= The problem =
Please copy the data shown below, word for word.

(Stored items)
--------------------
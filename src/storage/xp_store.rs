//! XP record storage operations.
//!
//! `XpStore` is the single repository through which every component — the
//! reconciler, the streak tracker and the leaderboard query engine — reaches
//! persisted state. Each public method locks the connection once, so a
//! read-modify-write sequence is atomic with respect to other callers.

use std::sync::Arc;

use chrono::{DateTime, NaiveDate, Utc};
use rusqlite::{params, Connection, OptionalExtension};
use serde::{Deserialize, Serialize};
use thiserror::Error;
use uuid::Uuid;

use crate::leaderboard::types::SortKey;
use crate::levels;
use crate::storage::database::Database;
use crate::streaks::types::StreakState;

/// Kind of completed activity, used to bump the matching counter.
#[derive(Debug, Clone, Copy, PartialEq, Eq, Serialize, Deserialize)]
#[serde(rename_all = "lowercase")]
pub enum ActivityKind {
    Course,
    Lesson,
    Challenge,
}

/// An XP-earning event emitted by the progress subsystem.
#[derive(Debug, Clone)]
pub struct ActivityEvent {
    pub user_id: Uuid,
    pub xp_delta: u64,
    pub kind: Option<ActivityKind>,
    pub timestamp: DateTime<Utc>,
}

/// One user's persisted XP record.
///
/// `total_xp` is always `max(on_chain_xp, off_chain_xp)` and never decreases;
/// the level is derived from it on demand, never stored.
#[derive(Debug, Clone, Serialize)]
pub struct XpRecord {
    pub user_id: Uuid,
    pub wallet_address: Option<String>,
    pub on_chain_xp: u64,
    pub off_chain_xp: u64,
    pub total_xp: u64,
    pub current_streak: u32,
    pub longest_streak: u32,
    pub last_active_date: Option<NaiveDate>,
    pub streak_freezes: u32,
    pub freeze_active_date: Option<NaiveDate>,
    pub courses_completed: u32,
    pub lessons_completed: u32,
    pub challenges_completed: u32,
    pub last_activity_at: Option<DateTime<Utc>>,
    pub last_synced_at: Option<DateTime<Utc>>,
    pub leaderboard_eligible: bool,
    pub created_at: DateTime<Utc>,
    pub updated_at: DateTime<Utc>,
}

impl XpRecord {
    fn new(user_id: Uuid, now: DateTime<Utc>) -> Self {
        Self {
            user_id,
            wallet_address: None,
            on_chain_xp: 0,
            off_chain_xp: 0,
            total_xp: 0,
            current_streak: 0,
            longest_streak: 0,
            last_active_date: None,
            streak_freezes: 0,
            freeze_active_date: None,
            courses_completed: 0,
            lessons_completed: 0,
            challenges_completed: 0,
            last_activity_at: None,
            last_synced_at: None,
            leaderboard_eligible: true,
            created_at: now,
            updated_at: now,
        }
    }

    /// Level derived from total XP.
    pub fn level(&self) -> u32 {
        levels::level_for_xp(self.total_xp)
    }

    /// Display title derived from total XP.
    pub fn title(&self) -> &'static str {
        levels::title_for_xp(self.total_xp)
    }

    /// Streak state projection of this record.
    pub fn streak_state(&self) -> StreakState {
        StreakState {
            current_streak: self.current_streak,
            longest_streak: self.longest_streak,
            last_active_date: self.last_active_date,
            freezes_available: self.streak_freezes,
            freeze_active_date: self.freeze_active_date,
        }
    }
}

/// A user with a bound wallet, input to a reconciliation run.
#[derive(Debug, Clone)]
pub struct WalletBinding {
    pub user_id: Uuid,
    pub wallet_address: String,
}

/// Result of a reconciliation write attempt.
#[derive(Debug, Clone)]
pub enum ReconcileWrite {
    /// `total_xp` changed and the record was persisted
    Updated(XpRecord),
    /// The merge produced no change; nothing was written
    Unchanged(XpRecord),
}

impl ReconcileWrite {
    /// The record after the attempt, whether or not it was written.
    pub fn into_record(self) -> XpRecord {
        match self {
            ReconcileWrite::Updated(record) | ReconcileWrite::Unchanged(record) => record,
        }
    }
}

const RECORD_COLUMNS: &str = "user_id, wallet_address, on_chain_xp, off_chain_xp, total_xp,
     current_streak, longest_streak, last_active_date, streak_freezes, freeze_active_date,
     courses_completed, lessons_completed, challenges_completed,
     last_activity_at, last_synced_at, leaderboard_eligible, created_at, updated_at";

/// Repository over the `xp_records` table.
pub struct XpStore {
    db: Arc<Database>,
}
--------------------
= Written response =
filename src/storage/xp_store.rs
//! XP record storage operations.
//!
//! `XpStore` is the single repository through which every component — the
//! reconciler, the streak tracker and the leaderboard query engine — reaches
//! persisted state. Each public method locks the connection once, so a
//! read-modify-write sequence is atomic with respect to other callers.

use std::sync::Arc;

use chrono::{DateTime, NaiveDate, Utc};
use rusqlite::{params, Connection, OptionalExtension};
use serde::{Deserialize, Serialize};
use thiserror::Error;
use uuid::Uuid;

use crate::leaderboard::types::SortKey;
use crate::levels;
use crate::storage::database::Database;
use crate::streaks::types::StreakState;

/// Kind of completed activity, used to bump the matching counter.
#[derive(Debug, Clone, Copy, PartialEq, Eq, Serialize, Deserialize)]
#[serde(rename_all = "lowercase")]
pub enum ActivityKind {
    Course,
    Lesson,
    Challenge,
}

/// An XP-earning event emitted by the progress subsystem.
#[derive(Debug, Clone)]
pub struct ActivityEvent {
    pub user_id: Uuid,
    pub xp_delta: u64,
    pub kind: Option<ActivityKind>,
    pub timestamp: DateTime<Utc>,
}

/// One user's persisted XP record.
///
/// `total_xp` is always `max(on_chain_xp, off_chain_xp)` and never decreases;
/// the level is derived from it on demand, never stored.
#[derive(Debug, Clone, Serialize)]
pub struct XpRecord {
    pub user_id: Uuid,
    pub wallet_address: Option<String>,
    pub on_chain_xp: u64,
    pub off_chain_xp: u64,
    pub total_xp: u64,
    pub current_streak: u32,
    pub longest_streak: u32,
    pub last_active_date: Option<NaiveDate>,
    pub streak_freezes: u32,
    pub freeze_active_date: Option<NaiveDate>,
    pub courses_completed: u32,
    pub lessons_completed: u32,
    pub challenges_completed: u32,
    pub last_activity_at: Option<DateTime<Utc>>,
    pub last_synced_at: Option<DateTime<Utc>>,
    pub leaderboard_eligible: bool,
    pub created_at: DateTime<Utc>,
    pub updated_at: DateTime<Utc>,
}

impl XpRecord {
    fn new(user_id: Uuid, now: DateTime<Utc>) -> Self {
        Self {
            user_id,
            wallet_address: None,
            on_chain_xp: 0,
            off_chain_xp: 0,
            total_xp: 0,
            current_streak: 0,
            longest_streak: 0,
            last_active_date: None,
            streak_freezes: 0,
            freeze_active_date: None,
            courses_completed: 0,
            lessons_completed: 0,
            challenges_completed: 0,
            last_activity_at: None,
            last_synced_at: None,
            leaderboard_eligible: true,
            created_at: now,
            updated_at: now,
        }
    }

    /// Level derived from total XP.
    pub fn level(&self) -> u32 {
        levels::level_for_xp(self.total_xp)
    }

    /// Display title derived from total XP.
    pub fn title(&self) -> &'static str {
        levels::title_for_xp(self.total_xp)
    }

    /// Streak state projection of this record.
    pub fn streak_state(&self) -> StreakState {
        StreakState {
            current_streak: self.current_streak,
            longest_streak: self.longest_streak,
            last_active_date: self.last_active_date,
            freezes_available: self.streak_freezes,
            freeze_active_date: self.freeze_active_date,
        }
    }
}

/// A user with a bound wallet, input to a reconciliation run.
#[derive(Debug, Clone)]
pub struct WalletBinding {
    pub user_id: Uuid,
    pub wallet_address: String,
}

/// Result of a reconciliation write attempt.
#[derive(Debug, Clone)]
pub enum ReconcileWrite {
    /// `total_xp` changed and the record was persisted
    Updated(XpRecord),
    /// The merge produced no change; nothing was written
    Unchanged(XpRecord),
}

impl ReconcileWrite {
    /// The record after the attempt, whether or not it was written.
    pub fn into_record(self) -> XpRecord {
        match self {
            ReconcileWrite::Updated(record) | ReconcileWrite::Unchanged(record) => record,
        }
    }
}

const RECORD_COLUMNS: &str = "user_id, wallet_address, on_chain_xp, off_chain_xp, total_xp,
     current_streak, longest_streak, last_active_date, streak_freezes, freeze_active_date,
     courses_completed, lessons_completed, challenges_completed,
     last_activity_at, last_synced_at, leaderboard_eligible, created_at, updated_at";

/// Repository over the `xp_records` table.
pub struct XpStore {
    db: Arc<Database>,
}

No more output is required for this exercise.